§ WHAT THE TASK REQUIRES:
Take the data from its first line. Print each line exactly until the line containing "use crate::domain::Error;" has been printed too.

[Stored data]
◆ ◆ ◆ ◆
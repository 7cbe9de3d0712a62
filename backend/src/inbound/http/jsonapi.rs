//! JSON:API response and query helpers shared by handlers.

use actix_web::http::StatusCode;
use actix_web::{HttpRequest, HttpResponse};
use serde::Serialize;

use crate::domain::Error;

/// Media type for every JSON:API document.
pub const JSON_API_CONTENT_TYPE: &str = "application/vnd.api+json";

/// Serialise `document` with the JSON:API media type.
///
/// # Errors
///
/// Returns an internal error when the document cannot be encoded.
pub fn document_response<T: Serialize>(
    status: StatusCode,
    document: &T,
) -> Result<HttpResponse, Error> {
    let body = serde_json::to_vec(document)
        .map_err(|err| Error::internal("SerializationError", err.to_string()))?;
    Ok(HttpResponse::build(status)
        .content_type(JSON_API_CONTENT_TYPE)
        .body(body))
}

/// Decoded query-string pairs in request order. Bracketed keys such as
/// `filter[name]` are kept verbatim.
pub fn query_pairs(req: &HttpRequest) -> Vec<(String, String)> {
    url::form_urlencoded::parse(req.query_string().as_bytes())
        .into_owned()
        .collect()
}
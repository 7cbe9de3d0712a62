//! Request document validation for inbound JSON:API writes.
//!
//! Bodies are checked before the mediator runs. Every violated rule is
//! collected into one 422 error whose entries point at the offending member;
//! only malformed JSON (400) and an id that contradicts the route (409)
//! short-circuit.

use serde_json::{Map, Value};

use crate::domain::{
    CreateInput, EntityDraft, EntityPatch, EntityRegistry, Error, FieldViolation,
    IdentifierInput, LinkageInput, RelationshipInput, ResourceType, UpdateInput,
};

/// Parse a request body as JSON.
///
/// # Errors
///
/// Returns an invalid-request error when the body is not JSON.
pub(crate) fn parse_body(body: &[u8]) -> Result<Value, Error> {
    serde_json::from_slice(body)
        .map_err(|err| Error::invalid_request(format!("The request body is not valid JSON: {err}")))
}

/// JSON pointer plus the dotted name Laravel-style messages use.
#[derive(Debug, Clone)]
struct Member {
    pointer: String,
    dotted: String,
}

impl Member {
    fn root(name: &str) -> Self {
        Self {
            pointer: format!("/{name}"),
            dotted: name.to_owned(),
        }
    }

    fn child(&self, name: impl std::fmt::Display) -> Self {
        Self {
            pointer: format!("{}/{name}", self.pointer),
            dotted: format!("{}.{name}", self.dotted),
        }
    }
}

struct DocumentReader<'a> {
    registry: &'a EntityRegistry,
    violations: Vec<FieldViolation>,
}

impl<'a> DocumentReader<'a> {
    const fn new(registry: &'a EntityRegistry) -> Self {
        Self {
            registry,
            violations: Vec::new(),
        }
    }

    fn violate(&mut self, member: &Member, message: String) {
        self.violations
            .push(FieldViolation::new(member.pointer.clone(), message));
    }

    fn required(&mut self, member: &Member) {
        self.violate(member, format!("The {} field is required.", member.dotted));
    }

    fn object<'v>(&mut self, value: Option<&'v Value>, member: &Member) -> Option<&'v Map<String, Value>> {
        match value {
            None | Some(Value::Null) => {
                self.required(member);
                None
            }
            Some(Value::Object(map)) => Some(map),
            Some(_) => {
                self.violate(member, format!("The {} must be an object.", member.dotted));
                None
            }
        }
    }

    fn string<'v>(&mut self, value: Option<&'v Value>, member: &Member) -> Option<&'v str> {
        match value {
            None | Some(Value::Null) => {
                self.required(member);
                None
            }
            Some(Value::String(text)) if text.is_empty() => {
                self.required(member);
                None
            }
            Some(Value::String(text)) => Some(text),
            Some(_) => {
                self.violate(member, format!("The {} must be a string.", member.dotted));
                None
            }
        }
    }

    fn resource_type(&mut self, data: &Map<String, Value>, data_member: &Member, expected: ResourceType) {
        let member = data_member.child("type");
        if let Some(given) = self.string(data.get("type"), &member) {
            if given != expected.as_str() {
                self.violate(&member, format!("The selected {} is invalid.", member.dotted));
            }
        }
    }

    fn identifier(&mut self, value: &Value, member: &Member) -> Option<IdentifierInput> {
        let Value::Object(map) = value else {
            self.violate(
                member,
                format!("The {} must be a resource identifier.", member.dotted),
            );
            return None;
        };
        let type_member = member.child("type");
        let resource_type = self.string(map.get("type"), &type_member).and_then(|given| {
            if self.registry.is_registered(given) {
                Some(given)
            } else {
                self.violate(
                    &type_member,
                    format!("The selected {} is invalid.", type_member.dotted),
                );
                None
            }
        });
        let id = self.string(map.get("id"), &member.child("id"));
        match (resource_type, id) {
            (Some(resource_type), Some(id)) => Some(IdentifierInput::new(resource_type, id)),
            _ => None,
        }
    }

    /// `data` of a relationship entry: `null`, one identifier, or an array.
    fn linkage(&mut self, parent: &Map<String, Value>, member: &Member) -> Option<LinkageInput> {
        match parent.get("data") {
            None => {
                self.violate(member, format!("The {} field must be present.", member.dotted));
                None
            }
            Some(Value::Null) => Some(LinkageInput::ToOne(None)),
            Some(Value::Array(items)) => {
                let before = self.violations.len();
                let identifiers: Vec<IdentifierInput> = items
                    .iter()
                    .enumerate()
                    .filter_map(|(index, item)| self.identifier(item, &member.child(index)))
                    .collect();
                (self.violations.len() == before).then_some(LinkageInput::ToMany(identifiers))
            }
            Some(value) => self
                .identifier(value, member)
                .map(|identifier| LinkageInput::ToOne(Some(identifier))),
        }
    }

    fn relationships(&mut self, data: &Map<String, Value>, data_member: &Member) -> Vec<RelationshipInput> {
        let member = data_member.child("relationships");
        let Some(value) = data.get("relationships") else {
            return Vec::new();
        };
        let Value::Object(entries) = value else {
            self.violate(&member, format!("The {} must be an object.", member.dotted));
            return Vec::new();
        };
        let mut relationships = Vec::with_capacity(entries.len());
        for (name, entry) in entries {
            let entry_member = member.child(name);
            let Value::Object(entry) = entry else {
                self.violate(
                    &entry_member,
                    format!("The {} must be an object.", entry_member.dotted),
                );
                continue;
            };
            if let Some(data) = self.linkage(entry, &entry_member.child("data")) {
                relationships.push(RelationshipInput {
                    name: name.clone(),
                    data,
                });
            }
        }
        relationships
    }

    fn attributes(&mut self, violations: Vec<FieldViolation>) {
        self.violations.extend(violations);
    }

    fn finish<T>(self, value: Option<T>) -> Result<T, Error> {
        match value {
            Some(value) if self.violations.is_empty() => Ok(value),
            _ => Err(Error::validation(self.violations)),
        }
    }
}

fn empty_attributes() -> Map<String, Value> {
    Map::new()
}

/// Validate a `POST /{type}` document.
///
/// # Errors
///
/// Returns a validation error listing every violated rule.
pub(crate) fn create_input(
    registry: &EntityRegistry,
    resource_type: ResourceType,
    body: &Value,
) -> Result<CreateInput, Error> {
    let mut reader = DocumentReader::new(registry);
    let data_member = Member::root("data");
    let Some(data) = reader.object(body.get("data"), &data_member) else {
        return reader.finish(None);
    };
    reader.resource_type(data, &data_member, resource_type);

    let attributes_member = data_member.child("attributes");
    let attributes = reader.object(data.get("attributes"), &attributes_member);
    let fallback = empty_attributes();
    let draft = match EntityDraft::from_attributes(resource_type, attributes.unwrap_or(&fallback)) {
        Ok(draft) => Some(draft),
        Err(violations) => {
            if attributes.is_some() {
                reader.attributes(violations);
            }
            None
        }
    };
    let relationships = reader.relationships(data, &data_member);
    reader.finish(draft.map(|draft| CreateInput {
        draft,
        relationships,
    }))
}

/// Validate a `PATCH /{type}/{id}` document.
///
/// # Errors
///
/// Returns a conflict error when `data.id` names another record, otherwise a
/// validation error listing every violated rule.
pub(crate) fn update_input(
    registry: &EntityRegistry,
    resource_type: ResourceType,
    route_id: &str,
    body: &Value,
) -> Result<UpdateInput, Error> {
    let mut reader = DocumentReader::new(registry);
    let data_member = Member::root("data");
    let Some(data) = reader.object(body.get("data"), &data_member) else {
        return reader.finish(None);
    };
    if let Some(id) = reader.string(data.get("id"), &data_member.child("id")) {
        if id != route_id {
            return Err(Error::conflict(format!(
                "The resource id `{id}` does not match the endpoint id `{route_id}`."
            )));
        }
    }
    reader.resource_type(data, &data_member, resource_type);

    let attributes_member = data_member.child("attributes");
    let fallback = empty_attributes();
    let attributes = match data.get("attributes") {
        None => Some(&fallback),
        value => reader.object(value, &attributes_member),
    };
    let patch = attributes.and_then(|attributes| {
        match EntityPatch::from_attributes(resource_type, attributes) {
            Ok(patch) => Some(patch),
            Err(violations) => {
                reader.attributes(violations);
                None
            }
        }
    });
    let relationships = reader.relationships(data, &data_member);
    reader.finish(patch.map(|patch| UpdateInput {
        patch,
        relationships,
    }))
}

/// Validate a `PATCH /{type}/{id}/relationships/{name}` document.
///
/// # Errors
///
/// Returns a validation error when `data` is absent or holds a malformed
/// identifier.
pub(crate) fn linkage_input(registry: &EntityRegistry, body: &Value) -> Result<LinkageInput, Error> {
    let mut reader = DocumentReader::new(registry);
    let Value::Object(document) = body else {
        reader.violate(&Member::root("data"), "The data field must be present.".to_owned());
        return reader.finish(None);
    };
    let linkage = reader.linkage(document, &Member::root("data"));
    reader.finish(linkage)
}

#[cfg(test)]
mod tests {
    use super::*;
    use crate::domain::{BookDraft, ErrorCode};
    use rstest::{fixture, rstest};
    use serde_json::json;

    #[fixture]
    fn registry() -> EntityRegistry {
        EntityRegistry::standard()
    }

    fn pointers(error: &Error) -> Vec<&str> {
        error.violations().iter().map(FieldViolation::pointer).collect()
    }

    #[rstest]
    fn create_reads_attributes_and_relationships(registry: EntityRegistry) {
        let body = json!({
            "data": {
                "type": "books",
                "attributes": {
                    "title": "Dune",
                    "description": "Spice",
                    "publication_year": "1965",
                    "ignored": true
                },
                "relationships": {
                    "authors": {"data": [{"type": "authors", "id": "1"}]}
                }
            }
        });

        let input = create_input(&registry, ResourceType::Books, &body).expect("valid document");
        assert_eq!(
            input.draft,
            EntityDraft::Book(BookDraft {
                title: "Dune".to_owned(),
                description: "Spice".to_owned(),
                publication_year: "1965".to_owned(),
            })
        );
        assert_eq!(
            input.relationships,
            vec![RelationshipInput {
                name: "authors".to_owned(),
                data: LinkageInput::ToMany(vec![IdentifierInput::new("authors", "1")]),
            }]
        );
    }

    #[rstest]
    fn create_reports_every_violation(registry: EntityRegistry) {
        let body = json!({
            "data": {
                "type": "authors",
                "attributes": {"title": 5, "description": "x"},
                "relationships": {"comments": {}}
            }
        });

        let error = create_input(&registry, ResourceType::Books, &body).expect_err("invalid");
        assert_eq!(error.code(), ErrorCode::ValidationFailed);
        assert_eq!(
            pointers(&error),
            [
                "/data/type",
                "/data/attributes/title",
                "/data/attributes/publication_year",
                "/data/relationships/comments/data",
            ]
        );
        assert_eq!(
            error.violations().first().map(FieldViolation::message),
            Some("The selected data.type is invalid.")
        );
    }

    #[rstest]
    #[case(json!({}), "/data", "The data field is required.")]
    #[case(json!({"data": {"attributes": {"name": "x"}}}), "/data/type", "The data.type field is required.")]
    #[case(json!({"data": {"type": "authors"}}), "/data/attributes", "The data.attributes field is required.")]
    fn create_requires_core_members(
        registry: EntityRegistry,
        #[case] body: Value,
        #[case] pointer: &str,
        #[case] message: &str,
    ) {
        let error = create_input(&registry, ResourceType::Authors, &body).expect_err("invalid");
        let violation = error.violations().first().expect("one violation");
        assert_eq!(violation.pointer(), pointer);
        assert_eq!(violation.message(), message);
    }

    #[rstest]
    fn update_without_attributes_is_an_empty_patch(registry: EntityRegistry) {
        let body = json!({"data": {"type": "authors", "id": "1"}});
        let input = update_input(&registry, ResourceType::Authors, "1", &body).expect("valid");
        assert!(input.patch.is_empty());
        assert!(input.relationships.is_empty());
    }

    #[rstest]
    fn update_requires_an_id(registry: EntityRegistry) {
        let body = json!({"data": {"type": "authors", "attributes": {"name": "x"}}});
        let error = update_input(&registry, ResourceType::Authors, "1", &body).expect_err("no id");
        assert_eq!(pointers(&error), ["/data/id"]);
    }

    #[rstest]
    fn update_with_another_id_conflicts(registry: EntityRegistry) {
        let body = json!({"data": {"type": "authors", "id": "2"}});
        let error = update_input(&registry, ResourceType::Authors, "1", &body).expect_err("mismatch");
        assert_eq!(error.code(), ErrorCode::Conflict);
    }

    #[rstest]
    #[case(json!({"data": null}), LinkageInput::ToOne(None))]
    #[case(
        json!({"data": {"type": "books", "id": "3"}}),
        LinkageInput::ToOne(Some(IdentifierInput::new("books", "3")))
    )]
    #[case(json!({"data": []}), LinkageInput::ToMany(Vec::new()))]
    fn relationship_documents_accept_every_shape(
        registry: EntityRegistry,
        #[case] body: Value,
        #[case] expected: LinkageInput,
    ) {
        assert_eq!(linkage_input(&registry, &body), Ok(expected));
    }

    #[rstest]
    fn relationship_documents_check_each_identifier(registry: EntityRegistry) {
        let body = json!({"data": [{"type": "books", "id": "1"}, {"type": "planets", "id": 2}]});
        let error = linkage_input(&registry, &body).expect_err("invalid");
        assert_eq!(pointers(&error), ["/data/1/type", "/data/1/id"]);
        assert_eq!(
            error.violations().first().map(FieldViolation::message),
            Some("The selected data.1.type is invalid.")
        );
    }

    #[rstest]
    fn relationship_documents_need_data(registry: EntityRegistry) {
        let error = linkage_input(&registry, &json!({"meta": {}})).expect_err("missing");
        assert_eq!(pointers(&error), ["/data"]);
    }

    #[rstest]
    fn malformed_json_is_a_bad_request() {
        let error = parse_body(b"{").expect_err("malformed");
        assert_eq!(error.code(), ErrorCode::InvalidRequest);
    }
}
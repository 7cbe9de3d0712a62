//! Authentication and authorization primitives.
//!
//! Requests authenticate with personal access tokens presented as bearer
//! credentials. Only the SHA-256 digest of a token is ever stored.

use std::fmt;

use rand::RngCore;
use rand::rngs::OsRng;
use uuid::Uuid;

use super::attributes::sha256_hex;
use super::entity::Role;
use super::ports::AccessGate;
use super::registry::GateAction;

const TOKEN_BYTES: usize = 20;

/// The authenticated user behind a request.
#[derive(Debug, Clone, Copy, PartialEq, Eq)]
pub struct Actor {
    user_id: Uuid,
    role: Role,
}

impl Actor {
    pub const fn new(user_id: Uuid, role: Role) -> Self {
        Self { user_id, role }
    }

    pub const fn user_id(&self) -> Uuid {
        self.user_id
    }

    pub const fn role(&self) -> Role {
        self.role
    }

    pub const fn is_admin(&self) -> bool {
        matches!(self.role, Role::Admin)
    }
}

/// Freshly generated plaintext access token.
///
/// The plaintext is only available until the value is dropped; persist
/// [`AccessToken::digest`] instead.
#[derive(Clone, PartialEq, Eq)]
pub struct AccessToken(String);

impl AccessToken {
    /// Generate a random hex token from the operating system RNG.
    ///
    /// # Examples
    /// ```
    /// use bookshelf::domain::AccessToken;
    ///
    /// let token = AccessToken::generate();
    /// assert_eq!(token.as_str().len(), 40);
    /// ```
    pub fn generate() -> Self {
        let mut bytes = [0_u8; TOKEN_BYTES];
        OsRng.fill_bytes(&mut bytes);
        Self(hex::encode(bytes))
    }

    pub fn as_str(&self) -> &str {
        &self.0
    }

    /// Digest stored alongside the owning user.
    pub fn digest(&self) -> String {
        digest_token(&self.0)
    }
}

impl fmt::Debug for AccessToken {
    fn fmt(&self, f: &mut fmt::Formatter<'_>) -> fmt::Result {
        f.write_str("AccessToken(<redacted>)")
    }
}

/// Digest a presented bearer token for lookup.
pub fn digest_token(plain: &str) -> String {
    sha256_hex(plain)
}

/// Gate granting guarded actions by role.
///
/// Managing authorship is reserved for administrators.
#[derive(Debug, Default, Clone, Copy)]
pub struct RoleAccessGate;

impl AccessGate for RoleAccessGate {
    fn is_allowed(&self, action: GateAction, actor: &Actor) -> bool {
        match action {
            GateAction::ManageAuthorship => actor.is_admin(),
        }
    }
}
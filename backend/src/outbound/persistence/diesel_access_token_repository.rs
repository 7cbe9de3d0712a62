//! PostgreSQL-backed `AccessTokenRepository` using Diesel.

use std::sync::Arc;

use async_trait::async_trait;
use diesel::prelude::*;
use diesel_async::RunQueryDsl;
use mockable::Clock;
use uuid::Uuid;

use crate::domain::Actor;
use crate::domain::ports::{AccessTokenRepository, AccessTokenRepositoryError};

use super::diesel_error_mapping::{map_token_diesel_error, map_token_pool_error};
use super::models::{NewAccessTokenRow, parse_role};
use super::pool::DbPool;
use super::schema::{personal_access_tokens, users};

/// Resolves bearer token digests through `personal_access_tokens`.
#[derive(Clone)]
pub struct DieselAccessTokenRepository {
    pool: DbPool,
    clock: Arc<dyn Clock + Send + Sync>,
}

impl DieselAccessTokenRepository {
    pub fn new(pool: DbPool, clock: Arc<dyn Clock + Send + Sync>) -> Self {
        Self { pool, clock }
    }
}

#[async_trait]
impl AccessTokenRepository for DieselAccessTokenRepository {
    async fn find_actor(
        &self,
        token_digest: &str,
    ) -> Result<Option<Actor>, AccessTokenRepositoryError> {
        let mut conn = self.pool.get().await.map_err(map_token_pool_error)?;
        let owner: Option<(Uuid, String)> = personal_access_tokens::table
            .inner_join(users::table)
            .filter(personal_access_tokens::token.eq(token_digest))
            .select((users::id, users::role))
            .first(&mut conn)
            .await
            .optional()
            .map_err(|error| map_token_diesel_error(&error))?;
        Ok(owner.map(|(user_id, role)| Actor::new(user_id, parse_role(user_id, &role))))
    }

    async fn issue(
        &self,
        user_id: Uuid,
        name: &str,
        token_digest: &str,
    ) -> Result<(), AccessTokenRepositoryError> {
        let mut conn = self.pool.get().await.map_err(map_token_pool_error)?;
        diesel::insert_into(personal_access_tokens::table)
            .values(NewAccessTokenRow {
                user_id,
                name,
                token: token_digest,
                created_at: self.clock.utc(),
            })
            .execute(&mut conn)
            .await
            .map_err(|error| map_token_diesel_error(&error))?;
        Ok(())
    }
}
◆ ◆ ◆ ◆
§ RESPONSE AREA:
repository 7cbe9de3d0712a62
filename backend/src/inbound/http/jsonapi.rs
//! JSON:API response and query helpers shared by handlers.

use actix_web::http::StatusCode;
use actix_web::{HttpRequest, HttpResponse};
use serde::Serialize;

use crate::domain::Error;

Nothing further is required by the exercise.